Using the material below, print the line that contains "repository 890a43f1e5a2100e", the line that contains "use tracing::debug;", and every line in between, exactly and nothing else.

********************

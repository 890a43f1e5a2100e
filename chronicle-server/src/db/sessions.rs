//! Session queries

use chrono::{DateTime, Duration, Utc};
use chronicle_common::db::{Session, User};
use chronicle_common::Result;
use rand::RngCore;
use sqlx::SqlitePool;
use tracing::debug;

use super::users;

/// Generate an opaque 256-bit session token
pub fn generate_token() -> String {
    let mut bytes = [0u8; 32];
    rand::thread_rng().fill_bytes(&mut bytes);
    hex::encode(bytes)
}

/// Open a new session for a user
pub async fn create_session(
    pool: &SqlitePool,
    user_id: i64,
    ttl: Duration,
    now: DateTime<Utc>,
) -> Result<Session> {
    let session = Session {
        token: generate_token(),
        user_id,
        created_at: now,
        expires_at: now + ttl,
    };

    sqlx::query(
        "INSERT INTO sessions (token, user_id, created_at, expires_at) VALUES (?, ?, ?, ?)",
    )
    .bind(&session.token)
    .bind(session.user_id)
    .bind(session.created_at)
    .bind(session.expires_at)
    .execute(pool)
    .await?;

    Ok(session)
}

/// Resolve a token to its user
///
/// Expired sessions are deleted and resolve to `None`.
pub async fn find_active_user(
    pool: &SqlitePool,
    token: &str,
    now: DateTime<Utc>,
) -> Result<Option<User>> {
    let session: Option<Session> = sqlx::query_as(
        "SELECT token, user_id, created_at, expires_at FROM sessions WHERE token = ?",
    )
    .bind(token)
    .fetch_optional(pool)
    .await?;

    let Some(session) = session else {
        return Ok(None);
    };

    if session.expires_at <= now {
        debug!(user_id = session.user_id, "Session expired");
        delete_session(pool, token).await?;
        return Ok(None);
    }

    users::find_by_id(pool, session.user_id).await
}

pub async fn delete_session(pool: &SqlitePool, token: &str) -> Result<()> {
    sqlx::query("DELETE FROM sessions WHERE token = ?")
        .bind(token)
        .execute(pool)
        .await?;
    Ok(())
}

********************

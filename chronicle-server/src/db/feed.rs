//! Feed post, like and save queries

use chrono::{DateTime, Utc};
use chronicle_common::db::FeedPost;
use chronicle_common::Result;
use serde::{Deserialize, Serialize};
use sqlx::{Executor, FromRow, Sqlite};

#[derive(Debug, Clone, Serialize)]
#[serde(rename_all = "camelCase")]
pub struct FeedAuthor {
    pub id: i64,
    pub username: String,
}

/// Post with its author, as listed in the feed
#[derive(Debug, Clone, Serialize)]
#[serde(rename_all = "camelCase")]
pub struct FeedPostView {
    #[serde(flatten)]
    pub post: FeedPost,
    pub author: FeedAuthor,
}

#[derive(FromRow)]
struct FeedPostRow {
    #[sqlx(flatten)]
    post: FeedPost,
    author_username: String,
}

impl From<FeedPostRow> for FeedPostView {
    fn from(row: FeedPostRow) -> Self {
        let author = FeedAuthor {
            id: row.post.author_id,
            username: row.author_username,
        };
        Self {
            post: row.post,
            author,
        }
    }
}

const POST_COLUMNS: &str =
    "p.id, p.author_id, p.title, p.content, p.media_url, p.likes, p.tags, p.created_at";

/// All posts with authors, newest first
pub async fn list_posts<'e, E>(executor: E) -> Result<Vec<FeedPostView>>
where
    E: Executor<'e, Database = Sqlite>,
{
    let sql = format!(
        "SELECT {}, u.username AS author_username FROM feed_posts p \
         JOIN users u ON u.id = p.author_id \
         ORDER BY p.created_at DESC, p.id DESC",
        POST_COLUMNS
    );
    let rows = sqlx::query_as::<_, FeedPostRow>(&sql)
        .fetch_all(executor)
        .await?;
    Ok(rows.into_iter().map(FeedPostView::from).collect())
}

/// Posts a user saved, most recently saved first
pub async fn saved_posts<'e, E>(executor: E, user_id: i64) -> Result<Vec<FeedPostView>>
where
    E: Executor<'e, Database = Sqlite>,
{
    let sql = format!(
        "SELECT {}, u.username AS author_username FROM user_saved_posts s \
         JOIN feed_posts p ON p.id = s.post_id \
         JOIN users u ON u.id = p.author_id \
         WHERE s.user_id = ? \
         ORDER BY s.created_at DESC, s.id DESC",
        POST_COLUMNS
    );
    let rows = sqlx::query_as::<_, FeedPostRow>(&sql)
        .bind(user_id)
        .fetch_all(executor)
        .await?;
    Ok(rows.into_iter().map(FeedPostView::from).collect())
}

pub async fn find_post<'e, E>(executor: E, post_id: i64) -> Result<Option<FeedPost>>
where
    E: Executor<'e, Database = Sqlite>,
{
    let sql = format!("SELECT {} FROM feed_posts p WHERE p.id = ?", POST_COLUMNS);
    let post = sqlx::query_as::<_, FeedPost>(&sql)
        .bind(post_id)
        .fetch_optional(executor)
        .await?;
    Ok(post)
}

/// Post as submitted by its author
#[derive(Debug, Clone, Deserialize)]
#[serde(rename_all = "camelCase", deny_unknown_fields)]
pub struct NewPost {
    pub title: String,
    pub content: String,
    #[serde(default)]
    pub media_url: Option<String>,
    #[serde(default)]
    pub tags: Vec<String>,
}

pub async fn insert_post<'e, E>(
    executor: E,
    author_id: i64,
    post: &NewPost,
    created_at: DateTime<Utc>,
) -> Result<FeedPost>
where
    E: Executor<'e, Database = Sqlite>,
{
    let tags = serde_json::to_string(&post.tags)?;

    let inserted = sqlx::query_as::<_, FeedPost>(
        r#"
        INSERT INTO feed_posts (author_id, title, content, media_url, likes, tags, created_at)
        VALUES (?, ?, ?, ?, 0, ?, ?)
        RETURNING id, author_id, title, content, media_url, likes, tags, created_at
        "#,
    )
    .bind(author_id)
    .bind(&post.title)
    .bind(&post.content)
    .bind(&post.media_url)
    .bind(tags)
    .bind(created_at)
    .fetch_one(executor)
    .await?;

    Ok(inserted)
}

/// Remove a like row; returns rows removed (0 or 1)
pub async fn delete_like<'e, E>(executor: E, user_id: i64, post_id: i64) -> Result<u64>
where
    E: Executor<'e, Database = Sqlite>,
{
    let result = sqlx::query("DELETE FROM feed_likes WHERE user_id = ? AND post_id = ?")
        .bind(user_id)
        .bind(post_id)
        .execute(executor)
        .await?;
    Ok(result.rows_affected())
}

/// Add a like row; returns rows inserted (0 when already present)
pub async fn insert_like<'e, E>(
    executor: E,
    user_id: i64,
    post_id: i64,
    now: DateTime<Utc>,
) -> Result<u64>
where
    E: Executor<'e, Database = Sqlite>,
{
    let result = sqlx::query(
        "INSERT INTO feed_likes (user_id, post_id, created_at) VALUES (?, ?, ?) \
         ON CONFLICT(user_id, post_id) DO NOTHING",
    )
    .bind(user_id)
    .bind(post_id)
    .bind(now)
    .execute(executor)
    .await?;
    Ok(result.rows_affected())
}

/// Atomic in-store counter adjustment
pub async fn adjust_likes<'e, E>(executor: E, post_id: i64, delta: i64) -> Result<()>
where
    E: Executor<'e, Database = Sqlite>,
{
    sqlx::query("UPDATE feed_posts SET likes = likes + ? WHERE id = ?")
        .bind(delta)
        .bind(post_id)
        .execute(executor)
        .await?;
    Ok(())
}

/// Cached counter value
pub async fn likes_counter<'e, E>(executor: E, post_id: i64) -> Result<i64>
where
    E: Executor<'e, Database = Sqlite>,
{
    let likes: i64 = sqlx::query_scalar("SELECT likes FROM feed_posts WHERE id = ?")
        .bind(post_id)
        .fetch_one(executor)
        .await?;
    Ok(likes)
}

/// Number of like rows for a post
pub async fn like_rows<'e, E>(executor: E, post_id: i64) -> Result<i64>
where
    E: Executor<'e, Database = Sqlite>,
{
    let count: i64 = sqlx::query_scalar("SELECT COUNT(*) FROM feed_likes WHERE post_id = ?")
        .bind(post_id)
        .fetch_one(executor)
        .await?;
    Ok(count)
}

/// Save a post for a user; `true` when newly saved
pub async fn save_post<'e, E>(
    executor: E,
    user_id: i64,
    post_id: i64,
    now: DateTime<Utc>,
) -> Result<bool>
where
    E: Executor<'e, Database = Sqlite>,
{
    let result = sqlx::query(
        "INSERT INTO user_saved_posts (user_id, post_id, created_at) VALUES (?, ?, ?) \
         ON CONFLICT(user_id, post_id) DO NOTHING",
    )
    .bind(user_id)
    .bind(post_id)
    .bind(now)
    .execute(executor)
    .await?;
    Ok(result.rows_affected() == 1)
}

********************

▸ **Task response**:
repository 890a43f1e5a2100e
filename chronicle-server/src/db/sessions.rs
//! Session queries

use chrono::{DateTime, Duration, Utc};
use chronicle_common::db::{Session, User};
use chronicle_common::Result;
use rand::RngCore;
use sqlx::SqlitePool;
use tracing::debug;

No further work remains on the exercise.